A student receives at least 50 hours of instruction per year in each of eight subject groups each year though certain flexibility is permitted to reduce this to six during the final two years.The full programme lasts five years although shorter programmes, of two, three, or four years, could be negotiated in 2016.

Learner profile
At the centre of the MYP is the IB Learner Profile, which defines the type of students all the IB programmes (Primary Years Programme (PYP), Middle Years Programme (MYP), and Diploma Programme (DP)) are intended to develop. They are:

Caring
Balanced
Open-minded
Knowledgeable
Communicators
Risk-takers
Principled
Reflective
Inquirers
Thinkers

Global Contexts
There are six Global Contexts (GCs) which are applied to every course the student takes. They are designed to help students recognize the connection between what they learn in the classroom and the world around them, to tie the various subject areas together, and eventually to help students "see knowledge as an interrelated, coherent whole."

The Global Contexts should be linked to every topic taught in class and every assessment they set.

The Global Contexts are as follows:

 identities and relationships
 personal and cultural identity
 orientations in space and time
 scientific and technical innovation
 fairness and development
 globalisation and sustainability

Community service
A core part of IB MYP is community service. The community and service area requires students to study and perform community studies and service throughout the programme.
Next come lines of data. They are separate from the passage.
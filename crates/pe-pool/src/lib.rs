pub mod channel;
pub mod config;
pub mod eviction;
pub mod methods;
pub mod pool;

pub use channel::{Channel, ChannelFactory, ChannelState, ManagedChannel};
pub use config::{
    PoolConfig, DEFAULT_MAX_IDLE_SECS, DEFAULT_MAX_OPEN, DEFAULT_MAX_WAIT_MILLIS,
};
pub use eviction::{sweep_now, Evictable, SWEEP_INTERVAL};
pub use methods::{
    Args, MethodSpec, MethodTable, MethodTableBuilder, ParamKind, ValueKind, HIDDEN_METHODS,
};
pub use pool::{ChannelHandle, ConnectionPool, PoolStats};
pub fn register_bridge(engine: &mut Engine) {
    engine
        .register_type_with_name::<ListProxy>(LIST_TYPE)
        .register_indexer_get(|list: &mut ListProxy, index: INT| list.get(index))
        .register_indexer_set(|list: &mut ListProxy, index: INT, value: Dynamic| {
            list.set(index, value)
        })
        .register_get("length", |list: &mut ListProxy| list.len() as INT)
        .register_set("length", |list: &mut ListProxy, len: INT| list.set_len(len))
        .register_fn("len", |list: &mut ListProxy| list.len() as INT)
        .register_fn("is_empty", |list: &mut ListProxy| list.is_empty())
        .register_fn("push", |list: &mut ListProxy, value: Dynamic| list.push(value))
        .register_fn("remove", |list: &mut ListProxy, index: INT| list.remove(index))
        .register_fn("to_string", |list: &mut ListProxy| {
            render_proxy(Dynamic::from(list.clone()))
        })
        .register_fn("to_debug", |list: &mut ListProxy| {
            render_proxy(Dynamic::from(list.clone()))
        })
        .register_iterator::<ListProxy>();

    engine
        .register_type_with_name::<MapProxy>(MAP_TYPE)
        .register_indexer_get(|map: &mut MapProxy, key: ImmutableString| map.get(&key))
        .register_indexer_set(|map: &mut MapProxy, key: ImmutableString, value: Dynamic| {
            map.set(&key, value)
        })
        .register_fn("len", |map: &mut MapProxy| map.len() as INT)
        .register_fn("is_empty", |map: &mut MapProxy| map.is_empty())
        .register_fn("contains", |map: &mut MapProxy, key: ImmutableString| {
            map.contains(&key)
        })
        .register_fn("remove", |map: &mut MapProxy, key: ImmutableString| map.remove(&key))
        .register_fn("keys", |map: &mut MapProxy| {
            map.keys().into_iter().map(Dynamic::from).collect::<Array>()
        })
        .register_fn("to_string", |map: &mut MapProxy| {
            render_proxy(Dynamic::from(map.clone()))
        })
        .register_fn("to_debug", |map: &mut MapProxy| {
            render_proxy(Dynamic::from(map.clone()))
        });

    engine
        .register_type_with_name::<EpochMillis>(TIMESTAMP_TYPE)
        .register_get("millis", EpochMillis::millis)
        .register_fn("timestamp", |millis: INT| EpochMillis(millis))
        .register_fn("to_string", |stamp: &mut EpochMillis| format!("@{}", stamp.0))
        .register_fn("to_debug", |stamp: &mut EpochMillis| format!("@{}", stamp.0))
        .register_fn("==", |left: EpochMillis, right: EpochMillis| left == right)
        .register_fn("!=", |left: EpochMillis, right: EpochMillis| left != right)
        .register_fn("<", |left: EpochMillis, right: EpochMillis| left < right)
        .register_fn(">", |left: EpochMillis, right: EpochMillis| left > right)
        .register_fn("<=", |left: EpochMillis, right: EpochMillis| left <= right)
        .register_fn(">=", |left: EpochMillis, right: EpochMillis| left >= right)
        .register_fn("+", |stamp: EpochMillis, delta: INT| shift(stamp, delta))
        .register_fn("+", |delta: INT, stamp: EpochMillis| shift(stamp, delta))
        .register_fn("-", |stamp: EpochMillis, delta: INT| {
            let delta = delta
                .checked_neg()
                .ok_or_else(|| Box::<EvalAltResult>::from("timestamp offset overflows"))?;
            shift(stamp, delta)
        })
        .register_fn("-", |left: EpochMillis, right: EpochMillis| {
            left.0
                .checked_sub(right.0)
                .ok_or_else(|| Box::<EvalAltResult>::from("timestamp difference overflows"))
        });
}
For example, in the United States, some schools and districts, like the Upper St. Clair School District and Montgomery County Public Schools (Maryland) either require or highly encourage a set number of hours of community service to be completed by each student, while schools like Charlotte-Mecklenburg Schools and Round Rock Independent School District require students to complete the "Community Project" for students to complete the programme during Year 3 or 4.

Personal Project
The "Personal Project" is meant to be a culmination of student learning, with a focus of the areas of interaction. Just as with the extended essay in the IB Diploma Programme, students are required to choose an academic or non-academic topic or subject for their project, which they are expected to complete over the course of the school year. Students are required to keep a personal journal while working on the process, and schedule regular meetings with an MYP teacher who will serve as their adviser throughout the year; in addition, a final reflection must be written upon the completion of the project which explains how it ties in with at least one of the Global Contexts. To get the MYP certificate, the candidate must get at least 3 out of 7 in the final score.

Curricular framework
The programme is based on the six global contexts. They are not generally taught as separate courses, but rather as themes that are reflected in all eight subject groups.
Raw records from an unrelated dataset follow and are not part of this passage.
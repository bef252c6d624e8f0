use std::any::TypeId;
use std::cell::RefCell;
use std::collections::BTreeSet;
use std::rc::Rc;

use pe_core::{Binding, BindingKind, ProcError, ProcedureDef, Value, ValueMap, SOURCE_BINDING};
use rhai::{Dynamic, Engine};
use tracing::debug;

use crate::bridge::{self, script_error};
use crate::context::CallContext;
use crate::library::{CallArgs, Library};
use crate::script::{self, CompiledProcedure};

pub trait NativeProcedure {
    fn call(&self, ctx: &CallContext, args: &ValueMap) -> Result<Value, ProcError>;
}

impl<F> NativeProcedure for F
where
    F: Fn(&CallContext, &ValueMap) -> Result<Value, ProcError>,
{
    fn call(&self, ctx: &CallContext, args: &ValueMap) -> Result<Value, ProcError> {
        self(ctx, args)
    }
}

enum Body {
    Script {
        compiled: RefCell<Option<Rc<CompiledProcedure>>>,
    },
    Native(Rc<dyn NativeProcedure>),
}

/// A named procedure with its bindings. Script bodies are compiled on first
/// use and recompiled after the source binding changes.
pub struct Procedure {
    id: String,
    def: RefCell<ProcedureDef>,
    body: Body,
}

impl Procedure {
    pub fn script(def: ProcedureDef) -> Result<Self, ProcError> {
        if !def.is_script() {
            return Err(ProcError::configuration(
                &def.id,
                format!("script procedure needs a \"{}\" data binding", SOURCE_BINDING),
            ));
        }
        Ok(Self {
            id: def.id.clone(),
            def: RefCell::new(def),
            body: Body::Script {
                compiled: RefCell::new(None),
            },
        })
    }

    pub fn native(def: ProcedureDef, implementation: impl NativeProcedure + 'static) -> Self {
        Self {
            id: def.id.clone(),
            def: RefCell::new(def),
            body: Body::Native(Rc::new(implementation)),
        }
    }

    pub fn id(&self) -> &str {
        &self.id
    }

    pub fn description(&self) -> String {
        self.def.borrow().description.clone()
    }

    pub fn is_script(&self) -> bool {
        matches!(self.body, Body::Script { .. })
    }

    pub fn bindings(&self) -> Vec<Binding> {
        self.def.borrow().bindings.clone()
    }

    pub fn definition(&self) -> ProcedureDef {
        self.def.borrow().clone()
    }

    /// Names passed to the compiled script function, in binding order.
    pub fn script_arg_names(&self) -> Vec<String> {
        self.def
            .borrow()
            .bindings
            .iter()
            .filter(|binding| binding.name != SOURCE_BINDING)
            .map(|binding| binding.name.clone())
            .collect()
    }

    pub fn argument_count(&self) -> usize {
        self.def.borrow().arguments().count()
    }

    pub fn source(&self) -> Option<String> {
        self.def
            .borrow()
            .binding(SOURCE_BINDING)
            .and_then(|binding| binding.value.as_ref())
            .and_then(|value| value.as_str().map(str::to_string))
    }

    /// Replaces a binding's value. Changing the source drops the compiled
    /// form.
    pub fn set_binding_value(&self, name: &str, value: Option<Value>) -> Result<(), ProcError> {
        {
            let mut def = self.def.borrow_mut();
            let binding = def
                .bindings
                .iter_mut()
                .find(|binding| binding.name == name)
                .ok_or_else(|| ProcError::not_found("binding", format!("{}.{}", self.id, name)))?;
            binding.value = value;
        }
        if name == SOURCE_BINDING {
            if let Body::Script { compiled } = &self.body {
                compiled.borrow_mut().take();
                debug!(procedure = %self.id, "source changed, compiled form dropped");
            }
        }
        Ok(())
    }

    pub fn is_compiled(&self) -> bool {
        match &self.body {
            Body::Script { compiled } => compiled.borrow().is_some(),
            Body::Native(_) => false,
        }
    }

    pub fn compiled(&self) -> Result<Rc<CompiledProcedure>, ProcError> {
        let Body::Script { compiled } = &self.body else {
            return Err(ProcError::configuration(&self.id, "native procedures have no script"));
        };
        if let Some(existing) = compiled.borrow().as_ref() {
            return Ok(Rc::clone(existing));
        }
        let source = self.source().ok_or_else(|| {
            ProcError::configuration(
                &self.id,
                format!("\"{}\" binding must hold text", SOURCE_BINDING),
            )
        })?;
        let fresh = Rc::new(script::compile(&self.id, &self.script_arg_names(), &source)?);
        *compiled.borrow_mut() = Some(Rc::clone(&fresh));
        Ok(fresh)
    }

    pub(crate) fn native_body(&self) -> Option<Rc<dyn NativeProcedure>> {
        match &self.body {
            Body::Native(implementation) => Some(Rc::clone(implementation)),
            Body::Script { .. } => None,
        }
    }

    pub(crate) fn argument_bindings(&self) -> Vec<Binding> {
        self.def
            .borrow()
            .bindings
            .iter()
            .filter(|binding| binding.kind == BindingKind::Argument)
            .cloned()
            .collect()
    }
}

/// Script handle for a procedure binding. Calling it runs the target
/// procedure as a nested call in the same context.
#[derive(Clone)]
pub struct ProcedureProxy {
    library: Library,
    procedure: Rc<Procedure>,
    ctx: CallContext,
}

impl ProcedureProxy {
    pub(crate) fn new(library: Library, procedure: Rc<Procedure>, ctx: CallContext) -> Self {
        Self {
            library,
            procedure,
            ctx,
        }
    }

    pub fn id(&self) -> &str {
        self.procedure.id()
    }

    pub fn call(&self, args: Vec<Dynamic>) -> Result<Dynamic, ProcError> {
        let args = if self.procedure.is_script() {
            CallArgs::Wrapped(args)
        } else {
            CallArgs::Canonical(
                args.into_iter()
                    .map(bridge::unwrap)
                    .collect::<Result<Vec<_>, _>>()?,
            )
        };
        self.library
            .call_procedure(&self.ctx, &self.procedure, args)
            .map(script::CallResult::into_dynamic)
    }
}

/// Registers a script function for every procedure binding among the bound
/// values, plus an `invoke` method on the handles themselves.
pub(crate) fn register_calls(engine: &mut Engine, names: &[String], bound: &[Dynamic]) {
    let proxies = names
        .iter()
        .zip(bound)
        .filter(|(_, value)| value.is::<ProcedureProxy>())
        .map(|(name, value)| (name.clone(), value.clone().cast::<ProcedureProxy>()))
        .collect::<Vec<_>>();
    if proxies.is_empty() {
        return;
    }

    engine
        .register_type_with_name::<ProcedureProxy>("Procedure")
        .register_fn("to_string", |proxy: &mut ProcedureProxy| {
            format!("procedure/{}", proxy.id())
        });

    let mut invoke_arities = BTreeSet::new();
    for (name, proxy) in &proxies {
        let arity = proxy.procedure.argument_count();
        for count in 0..=arity {
            register_direct_call(engine, name, count, proxy.clone());
            invoke_arities.insert(count);
        }
    }
    for count in invoke_arities {
        register_invoke(engine, count);
    }
}

#[allow(deprecated)]
fn register_direct_call(engine: &mut Engine, name: &str, arity: usize, proxy: ProcedureProxy) {
    let types = vec![TypeId::of::<Dynamic>(); arity];
    engine.register_raw_fn(name, types, move |_, args| {
        let values = args.iter().map(|arg| (**arg).clone()).collect();
        proxy.call(values).map_err(script_error)
    });
}

#[allow(deprecated)]
fn register_invoke(engine: &mut Engine, arity: usize) {
    let mut types = vec![TypeId::of::<ProcedureProxy>()];
    types.extend(std::iter::repeat(TypeId::of::<Dynamic>()).take(arity));
    engine.register_raw_fn("invoke", types, move |_, args| {
        let proxy = args[0].clone().cast::<ProcedureProxy>();
        let values = args.iter().skip(1).map(|arg| (**arg).clone()).collect();
        proxy.call(values).map_err(script_error)
    });
}

#[cfg(test)]
mod procedure_tests {
    use super::*;

    fn adder() -> ProcedureDef {
        ProcedureDef::new(
            "math.add",
            vec![
                Binding::data(SOURCE_BINDING, "return a + b;"),
                Binding::argument("a"),
                Binding::argument_with_default("b", 1),
            ],
        )
    }

    #[test]
    fn script_procedures_require_source() {
        let def = ProcedureDef::new("empty", vec![Binding::argument("a")]);
        let error = Procedure::script(def).err().expect("missing source");
        assert_eq!(error.code(), "POOL_CONFIG");
    }

    #[test]
    fn compiled_form_is_cached_until_source_changes() {
        let procedure = Procedure::script(adder()).expect("procedure");
        assert!(!procedure.is_compiled());
        let first = procedure.compiled().expect("compile");
        let second = procedure.compiled().expect("cached");
        assert!(Rc::ptr_eq(&first, &second));
        assert_eq!(first.arg_names(), ["a".to_string(), "b".to_string()]);

        procedure
            .set_binding_value(SOURCE_BINDING, Some(Value::from("return a * b;")))
            .expect("update source");
        assert!(!procedure.is_compiled());
        let third = procedure.compiled().expect("recompile");
        assert!(!Rc::ptr_eq(&first, &third));
    }

    #[test]
    fn other_binding_changes_keep_the_compiled_form() {
        let procedure = Procedure::script(adder()).expect("procedure");
        procedure.compiled().expect("compile");
        procedure
            .set_binding_value("b", Some(Value::Int(5)))
            .expect("update default");
        assert!(procedure.is_compiled());
        let error = procedure
            .set_binding_value("missing", None)
            .expect_err("unknown binding");
        assert_eq!(error.code(), "NOT_FOUND");
    }

    #[test]
    fn native_procedures_have_no_script() {
        let procedure = Procedure::native(
            ProcedureDef::new("system.now", Vec::new()),
            |_: &CallContext, _: &ValueMap| -> Result<Value, ProcError> { Ok(Value::Int(0)) },
        );
        assert!(!procedure.is_script());
        assert!(procedure.compiled().is_err());
        assert!(procedure.native_body().is_some());
    }
}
In addition to these eight subject groups, in MYP year 5, students complete the long-term project (the personal project) on a topic of their choice, with teacher supervision (which is graded on  separate criteria). Students in MYP year 3-4 complete the community project.

Subject groups
The subjects taught in the MYP are divided into eight subject groups.
{|class= "wikitable 
!Name in 2020
! (before 2014)
|-
|Language and Literature    
|Language A
|-
|Language Acquisition      
|Language B
|-
|Integrated Humanities (Individuals and Societies)
|Humanities
|-
|Sciences
|Sciences
|-
|Mathematics
|Mathematics
|-
|Arts
|Arts
|-
|Physical and Health Education    
|Physical Education
|-
|Design                     
|Technology
|}

Schools can choose the subjects they teach within each subject group and how many. However, each subject group must receive a minimum of 50 hours of curriculum time each academic year. In years 4 and 5, schools can request to only require students to receive 50 hours of instruction in six of the eight subject groups.

A student could take another "Language and Literature" course if they have sufficient proficiency in both (In MYP years 4&5 this could replace the Language Acquisition course). Schools are given much flexibility to allow them to introduce subjects they consider important and organize their own student assessment and reporting procedures.

However, the MYP gives clear criteria for each subject group. The criteria get progressively harder with the first year of MYP using the MYP 1 criteria set, then the second and third year using the MYP 3 criteria set and finally the last two years using the MYP 5 criteria set.  Each year, MYP students participate in one interdisciplinary activity that combines at least two of the subject groups; there is a separate criteria set for interdisciplinary learning.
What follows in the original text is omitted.